*** Opening of Input material ***

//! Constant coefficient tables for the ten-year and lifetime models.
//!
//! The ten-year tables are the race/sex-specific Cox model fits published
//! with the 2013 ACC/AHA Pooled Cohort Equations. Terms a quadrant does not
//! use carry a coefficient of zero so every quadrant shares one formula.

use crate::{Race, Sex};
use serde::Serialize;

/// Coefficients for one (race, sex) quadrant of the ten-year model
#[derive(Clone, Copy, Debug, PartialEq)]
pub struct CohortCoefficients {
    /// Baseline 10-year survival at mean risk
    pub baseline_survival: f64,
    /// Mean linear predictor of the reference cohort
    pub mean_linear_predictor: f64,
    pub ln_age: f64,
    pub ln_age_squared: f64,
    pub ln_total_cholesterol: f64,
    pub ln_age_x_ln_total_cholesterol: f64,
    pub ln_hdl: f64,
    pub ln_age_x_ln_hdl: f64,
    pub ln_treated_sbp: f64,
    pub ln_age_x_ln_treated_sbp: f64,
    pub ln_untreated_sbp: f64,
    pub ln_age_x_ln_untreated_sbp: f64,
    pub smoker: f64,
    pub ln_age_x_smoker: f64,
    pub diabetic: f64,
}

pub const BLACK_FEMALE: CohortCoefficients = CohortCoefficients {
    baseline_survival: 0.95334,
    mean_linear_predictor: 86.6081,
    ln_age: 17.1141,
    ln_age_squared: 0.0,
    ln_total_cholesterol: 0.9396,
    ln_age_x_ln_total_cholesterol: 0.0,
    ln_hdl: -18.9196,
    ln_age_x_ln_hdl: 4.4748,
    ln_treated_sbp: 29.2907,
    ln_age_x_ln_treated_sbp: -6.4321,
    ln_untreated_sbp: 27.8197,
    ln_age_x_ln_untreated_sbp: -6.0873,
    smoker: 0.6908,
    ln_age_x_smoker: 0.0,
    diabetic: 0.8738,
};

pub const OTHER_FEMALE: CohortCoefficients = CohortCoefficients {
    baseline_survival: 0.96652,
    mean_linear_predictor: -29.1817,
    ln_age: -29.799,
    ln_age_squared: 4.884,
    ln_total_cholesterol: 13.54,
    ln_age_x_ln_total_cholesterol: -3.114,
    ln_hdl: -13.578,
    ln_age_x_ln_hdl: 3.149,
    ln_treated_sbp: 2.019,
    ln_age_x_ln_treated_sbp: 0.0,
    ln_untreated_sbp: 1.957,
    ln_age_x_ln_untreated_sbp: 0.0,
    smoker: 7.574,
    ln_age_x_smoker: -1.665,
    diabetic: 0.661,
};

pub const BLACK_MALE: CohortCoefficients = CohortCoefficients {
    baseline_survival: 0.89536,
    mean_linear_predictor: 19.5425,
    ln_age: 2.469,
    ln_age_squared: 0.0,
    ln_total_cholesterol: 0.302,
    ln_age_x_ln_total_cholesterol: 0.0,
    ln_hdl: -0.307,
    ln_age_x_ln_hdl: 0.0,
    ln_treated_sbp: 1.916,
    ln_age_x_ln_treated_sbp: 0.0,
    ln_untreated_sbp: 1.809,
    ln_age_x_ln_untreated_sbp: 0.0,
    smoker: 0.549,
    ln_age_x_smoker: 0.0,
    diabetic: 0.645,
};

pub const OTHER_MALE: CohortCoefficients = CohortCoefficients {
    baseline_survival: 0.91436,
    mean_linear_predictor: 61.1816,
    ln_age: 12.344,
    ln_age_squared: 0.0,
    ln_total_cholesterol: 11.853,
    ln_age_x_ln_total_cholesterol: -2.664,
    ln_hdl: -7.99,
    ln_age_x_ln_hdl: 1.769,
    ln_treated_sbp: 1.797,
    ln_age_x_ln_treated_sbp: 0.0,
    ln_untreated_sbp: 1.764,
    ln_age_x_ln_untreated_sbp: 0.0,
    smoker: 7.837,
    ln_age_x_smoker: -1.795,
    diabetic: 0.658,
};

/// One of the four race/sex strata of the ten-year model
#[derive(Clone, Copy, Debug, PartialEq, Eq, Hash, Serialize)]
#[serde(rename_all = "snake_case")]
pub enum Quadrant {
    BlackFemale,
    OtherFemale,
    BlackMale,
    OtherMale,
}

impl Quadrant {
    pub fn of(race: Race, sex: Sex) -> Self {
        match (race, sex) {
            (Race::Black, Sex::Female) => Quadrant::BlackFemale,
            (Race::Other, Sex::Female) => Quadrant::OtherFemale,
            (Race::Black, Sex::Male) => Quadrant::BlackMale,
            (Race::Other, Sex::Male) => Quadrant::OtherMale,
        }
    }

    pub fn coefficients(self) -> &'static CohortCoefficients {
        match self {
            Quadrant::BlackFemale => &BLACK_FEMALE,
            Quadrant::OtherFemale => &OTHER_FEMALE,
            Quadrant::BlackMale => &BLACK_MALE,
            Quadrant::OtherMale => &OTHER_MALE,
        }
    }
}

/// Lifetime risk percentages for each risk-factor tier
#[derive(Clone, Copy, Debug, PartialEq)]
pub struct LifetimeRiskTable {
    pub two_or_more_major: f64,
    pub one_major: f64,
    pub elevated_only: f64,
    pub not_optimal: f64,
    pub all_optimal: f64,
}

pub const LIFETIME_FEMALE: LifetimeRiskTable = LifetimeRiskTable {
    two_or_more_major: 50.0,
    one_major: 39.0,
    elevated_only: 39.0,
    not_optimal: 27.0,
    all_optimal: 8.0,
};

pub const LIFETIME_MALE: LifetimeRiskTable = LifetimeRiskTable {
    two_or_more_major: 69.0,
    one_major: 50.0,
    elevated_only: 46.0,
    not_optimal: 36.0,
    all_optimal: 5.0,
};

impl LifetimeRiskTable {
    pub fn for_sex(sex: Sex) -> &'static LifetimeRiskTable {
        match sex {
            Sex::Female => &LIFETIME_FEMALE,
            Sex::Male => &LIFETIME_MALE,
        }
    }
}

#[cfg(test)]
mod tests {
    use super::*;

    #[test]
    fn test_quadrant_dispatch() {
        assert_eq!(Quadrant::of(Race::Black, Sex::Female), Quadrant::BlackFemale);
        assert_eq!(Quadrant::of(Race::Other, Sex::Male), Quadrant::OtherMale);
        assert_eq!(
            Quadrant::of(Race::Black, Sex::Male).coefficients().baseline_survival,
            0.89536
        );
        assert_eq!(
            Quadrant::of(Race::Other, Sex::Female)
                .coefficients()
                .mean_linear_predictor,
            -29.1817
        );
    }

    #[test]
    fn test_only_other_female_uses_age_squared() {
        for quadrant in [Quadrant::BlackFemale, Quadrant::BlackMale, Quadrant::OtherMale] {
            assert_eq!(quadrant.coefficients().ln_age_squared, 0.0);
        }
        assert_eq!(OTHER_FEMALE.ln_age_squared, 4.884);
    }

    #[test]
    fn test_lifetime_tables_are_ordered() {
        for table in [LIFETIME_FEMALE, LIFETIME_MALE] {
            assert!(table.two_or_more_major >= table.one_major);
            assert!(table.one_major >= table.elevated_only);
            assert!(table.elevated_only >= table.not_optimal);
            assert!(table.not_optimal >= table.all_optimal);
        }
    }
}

*** Close of Input material ***

» What is expected
Go through the records and output them all, word for word.

» Answer area
//! Constant coefficient tables for the ten-year and lifetime models.
//!
//! The ten-year tables are the race/sex-specific Cox model fits published
//! with the 2013 ACC/AHA Pooled Cohort Equations. Terms a quadrant does not
//! use carry a coefficient of zero so every quadrant shares one formula.

use crate::{Race, Sex};
use serde::Serialize;

/// Coefficients for one (race, sex) quadrant of the ten-year model
#[derive(Clone, Copy, Debug, PartialEq)]
pub struct CohortCoefficients {
    /// Baseline 10-year survival at mean risk
    pub baseline_survival: f64,
    /// Mean linear predictor of the reference cohort
    pub mean_linear_predictor: f64,
    pub ln_age: f64,
    pub ln_age_squared: f64,
    pub ln_total_cholesterol: f64,
    pub ln_age_x_ln_total_cholesterol: f64,
    pub ln_hdl: f64,
    pub ln_age_x_ln_hdl: f64,
    pub ln_treated_sbp: f64,
    pub ln_age_x_ln_treated_sbp: f64,
    pub ln_untreated_sbp: f64,
    pub ln_age_x_ln_untreated_sbp: f64,
    pub smoker: f64,
    pub ln_age_x_smoker: f64,
    pub diabetic: f64,
}

pub const BLACK_FEMALE: CohortCoefficients = CohortCoefficients {
    baseline_survival: 0.95334,
    mean_linear_predictor: 86.6081,
    ln_age: 17.1141,
    ln_age_squared: 0.0,
    ln_total_cholesterol: 0.9396,
    ln_age_x_ln_total_cholesterol: 0.0,
    ln_hdl: -18.9196,
    ln_age_x_ln_hdl: 4.4748,
    ln_treated_sbp: 29.2907,
    ln_age_x_ln_treated_sbp: -6.4321,
    ln_untreated_sbp: 27.8197,
    ln_age_x_ln_untreated_sbp: -6.0873,
    smoker: 0.6908,
    ln_age_x_smoker: 0.0,
    diabetic: 0.8738,
};

pub const OTHER_FEMALE: CohortCoefficients = CohortCoefficients {
    baseline_survival: 0.96652,
    mean_linear_predictor: -29.1817,
    ln_age: -29.799,
    ln_age_squared: 4.884,
    ln_total_cholesterol: 13.54,
    ln_age_x_ln_total_cholesterol: -3.114,
    ln_hdl: -13.578,
    ln_age_x_ln_hdl: 3.149,
    ln_treated_sbp: 2.019,
    ln_age_x_ln_treated_sbp: 0.0,
    ln_untreated_sbp: 1.957,
    ln_age_x_ln_untreated_sbp: 0.0,
    smoker: 7.574,
    ln_age_x_smoker: -1.665,
    diabetic: 0.661,
};

pub const BLACK_MALE: CohortCoefficients = CohortCoefficients {
    baseline_survival: 0.89536,
    mean_linear_predictor: 19.5425,
    ln_age: 2.469,
    ln_age_squared: 0.0,
    ln_total_cholesterol: 0.302,
    ln_age_x_ln_total_cholesterol: 0.0,
    ln_hdl: -0.307,
    ln_age_x_ln_hdl: 0.0,
    ln_treated_sbp: 1.916,
    ln_age_x_ln_treated_sbp: 0.0,
    ln_untreated_sbp: 1.809,
    ln_age_x_ln_untreated_sbp: 0.0,
    smoker: 0.549,
    ln_age_x_smoker: 0.0,
    diabetic: 0.645,
};

pub const OTHER_MALE: CohortCoefficients = CohortCoefficients {
    baseline_survival: 0.91436,
    mean_linear_predictor: 61.1816,
    ln_age: 12.344,
    ln_age_squared: 0.0,
    ln_total_cholesterol: 11.853,
    ln_age_x_ln_total_cholesterol: -2.664,
    ln_hdl: -7.99,
    ln_age_x_ln_hdl: 1.769,
    ln_treated_sbp: 1.797,
    ln_age_x_ln_treated_sbp: 0.0,
    ln_untreated_sbp: 1.764,
    ln_age_x_ln_untreated_sbp: 0.0,
    smoker: 7.837,
    ln_age_x_smoker: -1.795,
    diabetic: 0.658,
};

/// One of the four race/sex strata of the ten-year model
#[derive(Clone, Copy, Debug, PartialEq, Eq, Hash, Serialize)]
#[serde(rename_all = "snake_case")]
pub enum Quadrant {
    BlackFemale,
    OtherFemale,
    BlackMale,
    OtherMale,
}

impl Quadrant {
    pub fn of(race: Race, sex: Sex) -> Self {
        match (race, sex) {
            (Race::Black, Sex::Female) => Quadrant::BlackFemale,
            (Race::Other, Sex::Female) => Quadrant::OtherFemale,
            (Race::Black, Sex::Male) => Quadrant::BlackMale,
            (Race::Other, Sex::Male) => Quadrant::OtherMale,
        }
    }

    pub fn coefficients(self) -> &'static CohortCoefficients {
        match self {
            Quadrant::BlackFemale => &BLACK_FEMALE,
            Quadrant::OtherFemale => &OTHER_FEMALE,
            Quadrant::BlackMale => &BLACK_MALE,
            Quadrant::OtherMale => &OTHER_MALE,
        }
    }
}

/// Lifetime risk percentages for each risk-factor tier
#[derive(Clone, Copy, Debug, PartialEq)]
pub struct LifetimeRiskTable {
    pub two_or_more_major: f64,
    pub one_major: f64,
    pub elevated_only: f64,
    pub not_optimal: f64,
    pub all_optimal: f64,
}

pub const LIFETIME_FEMALE: LifetimeRiskTable = LifetimeRiskTable {
    two_or_more_major: 50.0,
    one_major: 39.0,
    elevated_only: 39.0,
    not_optimal: 27.0,
    all_optimal: 8.0,
};

pub const LIFETIME_MALE: LifetimeRiskTable = LifetimeRiskTable {
    two_or_more_major: 69.0,
    one_major: 50.0,
    elevated_only: 46.0,
    not_optimal: 36.0,
    all_optimal: 5.0,
};

impl LifetimeRiskTable {
    pub fn for_sex(sex: Sex) -> &'static LifetimeRiskTable {
        match sex {
            Sex::Female => &LIFETIME_FEMALE,
            Sex::Male => &LIFETIME_MALE,
        }
    }
}

#[cfg(test)]
mod tests {
    use super::*;

    #[test]
    fn test_quadrant_dispatch() {
        assert_eq!(Quadrant::of(Race::Black, Sex::Female), Quadrant::BlackFemale);
        assert_eq!(Quadrant::of(Race::Other, Sex::Male), Quadrant::OtherMale);
        assert_eq!(
            Quadrant::of(Race::Black, Sex::Male).coefficients().baseline_survival,
            0.89536
        );
        assert_eq!(
            Quadrant::of(Race::Other, Sex::Female)
                .coefficients()
                .mean_linear_predictor,
            -29.1817
        );
    }

    #[test]
    fn test_only_other_female_uses_age_squared() {
        for quadrant in [Quadrant::BlackFemale, Quadrant::BlackMale, Quadrant::OtherMale] {
            assert_eq!(quadrant.coefficients().ln_age_squared, 0.0);
        }
        assert_eq!(OTHER_FEMALE.ln_age_squared, 4.884);
    }

    #[test]
    fn test_lifetime_tables_are_ordered() {
        for table in [LIFETIME_FEMALE, LIFETIME_MALE] {
            assert!(table.two_or_more_major >= table.one_major);
            assert!(table.one_major >= table.elevated_only);
            assert!(table.elevated_only >= table.not_optimal);
            assert!(table.not_optimal >= table.all_optimal);
        }
    }
}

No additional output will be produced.